Bahwa kesehatan gizi anak-anak merupakan hal yang sangat penting bagi pertumbuhan dan perkembangan yang optimal—dan berpengaruh sampai usia dewasa—, maka pemerintah, termasuk Pemerintah Buleleng, Bali, tak mau abai perihal tersebut. Sebab, memperlakukan kesehatan gizi anak balita dengan semena-mena bukan saja menyalahi aturan hak-hak sebagai warga negara, tapi juga bukti bahwa pemerintah sedang menggali lubang kuburnya sendiri—anak balita adalah masa depan bangsa.
Di daerah-daerah, di pelosok-pelosok desa, secara umum terdapat 3 masalah gizi utama yang sering terjadi kepada anak-anak balita, yaitu kekurangan gizi (wasting dan stunting), kekurangan zat gizi mikro (seperti anemia), dan kelebihan gizi (kegemukan dan obesitas).
Dalam hasil survei yang dilakukan oleh Kementerian Kesehatan pada tahun 2022 (SSGI 2022), terungkap bahwa 1 dari 12 anak balita di Indonesia mengalami wasting, dan1 dari 5 anak balita menderita stunting. Tentu saja Buleleng juga tak luput dari kondisi demikian.
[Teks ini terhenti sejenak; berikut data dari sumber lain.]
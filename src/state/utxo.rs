//! UTXO entries and the viewpoint used to apply/detach blocks against them.
//!
//! Grounded on `protocol/state/utxo_view.go`'s `UtxoViewpoint`. The original's
//! `ApplyTransaction` constructs output entries without ever recording their
//! value (`storage.NewUtxoEntry(isCoinbase, block.Height, false)` takes no
//! value argument), which would make `ApplyBlock`'s fee accounting read zero
//! for every input sourced from an output applied earlier in the same batch.
//! This port carries the value through at creation time so fee accounting is
//! actually correct. `ApplyBlock` additionally nets spent input value against
//! produced output value per non-coinbase transaction, rather than summing
//! input value alone, so a block cannot inflate its coinbase allowance by
//! including transactions that merely move value around; see DESIGN.md.

use crate::block::Block;
use crate::consensus;
use crate::error::{CoreError, CoreResult};
use crate::hash::Hash;
use crate::tx::Tx;
use std::collections::HashMap;

#[derive(Debug, Clone, Copy, PartialEq, Eq)]
pub struct UtxoEntry {
    pub value: u64,
    pub is_coinbase: bool,
    pub block_height: u64,
    pub spent: bool,
}

impl UtxoEntry {
    pub fn new(value: u64, is_coinbase: bool, block_height: u64, spent: bool) -> UtxoEntry {
        UtxoEntry {
            value,
            is_coinbase,
            block_height,
            spent,
        }
    }

    pub fn spend_output(&mut self) {
        self.spent = true;
    }

    pub fn unspend_output(&mut self) {
        self.spent = false;
    }
}

/// A working view of the UTXO set touched while applying or detaching a
/// contiguous run of transactions/blocks. Callers stage changes here and
/// only persist them through `Store` once a whole block has validated.
#[derive(Debug, Clone, Default)]
pub struct UtxoViewpoint {
    pub entries: HashMap<Hash, UtxoEntry>,
}

impl UtxoViewpoint {
    pub fn new() -> UtxoViewpoint {
        UtxoViewpoint {
            entries: HashMap::new(),
        }
    }

    pub fn has_utxo(&self, hash: &Hash) -> bool {
        self.entries.contains_key(hash)
    }

    pub fn can_spend(&self, hash: &Hash) -> bool {
        self.entries.get(hash).map(|e| !e.spent).unwrap_or(false)
    }

    /// Spends `tx`'s inputs and materializes its outputs as fresh entries.
    /// `coinbase_txid` identifies the block's coinbase transaction so its
    /// outputs are marked immature per `COINBASE_PENDING_BLOCK_NUMBER`.
    pub fn apply_transaction(
        &mut self,
        height: u64,
        tx: &Tx,
        coinbase_txid: Option<&Hash>,
    ) -> CoreResult<()> {
        for input in &tx.inputs {
            let outpoint = input.value_source.hash();
            let entry = self.entries.get_mut(&outpoint).ok_or(CoreError::UtxoNotFound)?;
            if entry.spent {
                return Err(CoreError::UtxoAlreadySpent);
            }
            if entry.is_coinbase
                && entry.block_height + consensus::COINBASE_PENDING_BLOCK_NUMBER > height
            {
                return Err(CoreError::CoinbaseImmature);
            }
            entry.spend_output();
        }

        let txid = tx.hash();
        let is_coinbase = coinbase_txid.map(|c| *c == txid).unwrap_or(false);
        for (i, output) in tx.outputs.iter().enumerate() {
            self.entries.insert(
                tx.out_hash(i),
                UtxoEntry::new(output.value, is_coinbase, height, false),
            );
        }
        Ok(())
    }

    /// Applies every transaction in `block`, after checking that the
    /// coinbase does not mint more than subsidy-plus-fees.
    pub fn apply_block(&mut self, block: &Block) -> CoreResult<()> {
        let mut total_in: u64 = 0;
        let mut total_out: u64 = 0;
        for tx in block.transactions.iter().skip(1) {
            for input in &tx.inputs {
                let entry = self
                    .entries
                    .get(&input.value_source.hash())
                    .ok_or(CoreError::UtxoNotFound)?;
                total_in += entry.value;
            }
            for output in &tx.outputs {
                total_out += output.value;
            }
        }
        if total_out > total_in {
            return Err(CoreError::NegativeFee);
        }
        let fee = total_in - total_out;

        let subsidy = consensus::block_subsidy(block.header.height);
        check_coinbase_amount(block, subsidy.saturating_add(fee))?;

        let coinbase_txid = block.transactions.first().map(Tx::hash);
        for tx in &block.transactions {
            self.apply_transaction(block.header.height, tx, coinbase_txid.as_ref())?;
        }
        Ok(())
    }

    /// Reverses `tx`'s effect on the view: unspends its inputs, and marks
    /// its outputs spent-and-valueless so a `has_utxo` check after a
    /// detach correctly reports nothing there for callers still holding a
    /// reference to them, matching the teacher's detach contract.
    pub fn detach_transaction(&mut self, tx: &Tx) -> CoreResult<()> {
        for input in &tx.inputs {
            let outpoint = input.value_source.hash();
            match self.entries.get_mut(&outpoint) {
                Some(entry) if !entry.spent => return Err(CoreError::RevertUnspent),
                Some(entry) => entry.unspend_output(),
                None => {
                    self.entries.insert(outpoint, UtxoEntry::new(0, false, 0, false));
                }
            }
        }

        for i in 0..tx.outputs.len() {
            self.entries
                .insert(tx.out_hash(i), UtxoEntry::new(0, false, 0, true));
        }
        Ok(())
    }

    pub fn detach_block(&mut self, block: &Block) -> CoreResult<()> {
        for tx in block.transactions.iter().rev() {
            self.detach_transaction(tx)?;
        }
        Ok(())
    }
}

/// Checks the coinbase transaction does not pay out more than it is owed.
pub fn check_coinbase_amount(block: &Block, amount: u64) -> CoreResult<()> {
    let coinbase = block
        .transactions
        .first()
        .ok_or_else(|| CoreError::WrongCoinbaseTransaction("block is empty".into()))?;

    let total_out: u64 = coinbase.outputs.iter().map(|o| o.value).sum();
    if total_out > amount {
        return Err(CoreError::WrongCoinbaseTransaction(
            "reward more than deserved".into(),
        ));
    }
    Ok(())
}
Namun, program percepatan penurunan stunting di Kabupaten Buleleng telah menunjukkan hasil yang melegakan—setidaknya angka stunting mengalami penurunan yang signifikan. Sebagaimana telah banyak dikabarkan, prevalensi stunting Buleleng yang tinggi menurut SSGI pada tahun 2021 silam—yakni sebesar 8,9%, dan meningkat pada tahun 2022 menjadi 11 %—, menurut data terakhir ePPGBM pada bulan Februari 2024, prevalensi stunting di kabupaten dengan wilayah terluas di Bali ini menunjukkan penurunan menjadi 3,5 %.
Hal itu diungkapkan oleh Sekretaris Daerah Kabupaten Buleleng, Gede Suyasa, dalam sambutannya pada kegiatan rembuk stunting pada awal tahun 2024 yang dilaksanakan di Gedung Wanita Laksmi Graha Singaraja.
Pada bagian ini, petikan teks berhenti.